==== Material to process ====

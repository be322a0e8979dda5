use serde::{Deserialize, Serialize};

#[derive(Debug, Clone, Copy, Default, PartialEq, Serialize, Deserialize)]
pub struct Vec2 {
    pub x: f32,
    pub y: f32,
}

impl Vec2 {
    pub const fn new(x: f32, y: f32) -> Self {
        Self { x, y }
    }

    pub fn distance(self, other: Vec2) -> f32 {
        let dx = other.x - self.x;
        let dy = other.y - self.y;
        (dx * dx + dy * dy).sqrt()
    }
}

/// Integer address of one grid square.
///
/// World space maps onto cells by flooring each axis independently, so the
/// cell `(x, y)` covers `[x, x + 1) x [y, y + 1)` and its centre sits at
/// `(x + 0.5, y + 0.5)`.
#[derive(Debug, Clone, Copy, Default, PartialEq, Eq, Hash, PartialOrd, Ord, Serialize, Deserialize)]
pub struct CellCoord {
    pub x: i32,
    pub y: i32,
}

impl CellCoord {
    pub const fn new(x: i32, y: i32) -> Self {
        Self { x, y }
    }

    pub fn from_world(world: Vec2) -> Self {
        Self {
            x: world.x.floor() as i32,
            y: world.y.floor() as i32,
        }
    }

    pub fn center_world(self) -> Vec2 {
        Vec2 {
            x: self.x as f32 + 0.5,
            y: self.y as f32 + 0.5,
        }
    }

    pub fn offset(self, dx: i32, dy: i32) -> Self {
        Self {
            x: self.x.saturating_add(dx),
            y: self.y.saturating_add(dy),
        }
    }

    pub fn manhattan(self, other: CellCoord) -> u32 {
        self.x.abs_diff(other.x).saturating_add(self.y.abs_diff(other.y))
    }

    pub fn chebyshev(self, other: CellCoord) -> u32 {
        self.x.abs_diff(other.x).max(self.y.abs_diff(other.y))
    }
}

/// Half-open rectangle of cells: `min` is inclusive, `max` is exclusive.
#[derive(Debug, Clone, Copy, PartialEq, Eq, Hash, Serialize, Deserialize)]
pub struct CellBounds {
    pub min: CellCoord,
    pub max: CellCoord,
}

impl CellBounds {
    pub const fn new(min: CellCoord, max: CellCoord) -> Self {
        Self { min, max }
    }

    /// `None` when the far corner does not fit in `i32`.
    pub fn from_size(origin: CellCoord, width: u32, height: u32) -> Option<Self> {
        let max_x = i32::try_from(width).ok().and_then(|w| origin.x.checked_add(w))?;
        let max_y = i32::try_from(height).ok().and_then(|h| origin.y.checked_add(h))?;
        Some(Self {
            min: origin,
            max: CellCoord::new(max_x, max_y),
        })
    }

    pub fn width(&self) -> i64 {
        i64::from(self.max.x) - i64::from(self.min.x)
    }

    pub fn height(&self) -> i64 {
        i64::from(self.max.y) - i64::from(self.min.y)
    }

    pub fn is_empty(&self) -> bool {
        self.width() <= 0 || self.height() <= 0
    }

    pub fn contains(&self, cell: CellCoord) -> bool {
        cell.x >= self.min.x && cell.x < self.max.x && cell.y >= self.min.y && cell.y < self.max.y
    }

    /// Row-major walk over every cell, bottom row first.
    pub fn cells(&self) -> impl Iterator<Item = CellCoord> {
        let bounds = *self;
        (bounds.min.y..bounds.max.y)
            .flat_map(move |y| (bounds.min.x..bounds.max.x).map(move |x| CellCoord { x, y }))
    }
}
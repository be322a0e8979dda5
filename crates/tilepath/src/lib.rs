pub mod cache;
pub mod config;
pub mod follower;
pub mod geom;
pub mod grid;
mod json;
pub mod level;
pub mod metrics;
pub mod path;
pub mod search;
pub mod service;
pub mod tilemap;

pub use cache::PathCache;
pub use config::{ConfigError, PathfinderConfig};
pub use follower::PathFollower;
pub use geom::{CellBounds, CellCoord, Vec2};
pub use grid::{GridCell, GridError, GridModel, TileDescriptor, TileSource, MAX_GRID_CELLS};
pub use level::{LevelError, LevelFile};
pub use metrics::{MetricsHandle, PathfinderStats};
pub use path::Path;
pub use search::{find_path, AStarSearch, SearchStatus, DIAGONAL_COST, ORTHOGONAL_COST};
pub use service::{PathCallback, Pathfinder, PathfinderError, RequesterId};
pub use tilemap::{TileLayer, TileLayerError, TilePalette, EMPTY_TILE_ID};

====

Where the line with "independently, so the" ends, your copy should end too; please return exactly the lines from the first line of the data through it.

→ **Solution**
repository be322a0e8979dda5
use serde::{Deserialize, Serialize};

#[derive(Debug, Clone, Copy, Default, PartialEq, Serialize, Deserialize)]
pub struct Vec2 {
    pub x: f32,
    pub y: f32,
}

impl Vec2 {
    pub const fn new(x: f32, y: f32) -> Self {
        Self { x, y }
    }

    pub fn distance(self, other: Vec2) -> f32 {
        let dx = other.x - self.x;
        let dy = other.y - self.y;
        (dx * dx + dy * dy).sqrt()
    }
}

/// Integer address of one grid square.
///
/// World space maps onto cells by flooring each axis independently, so the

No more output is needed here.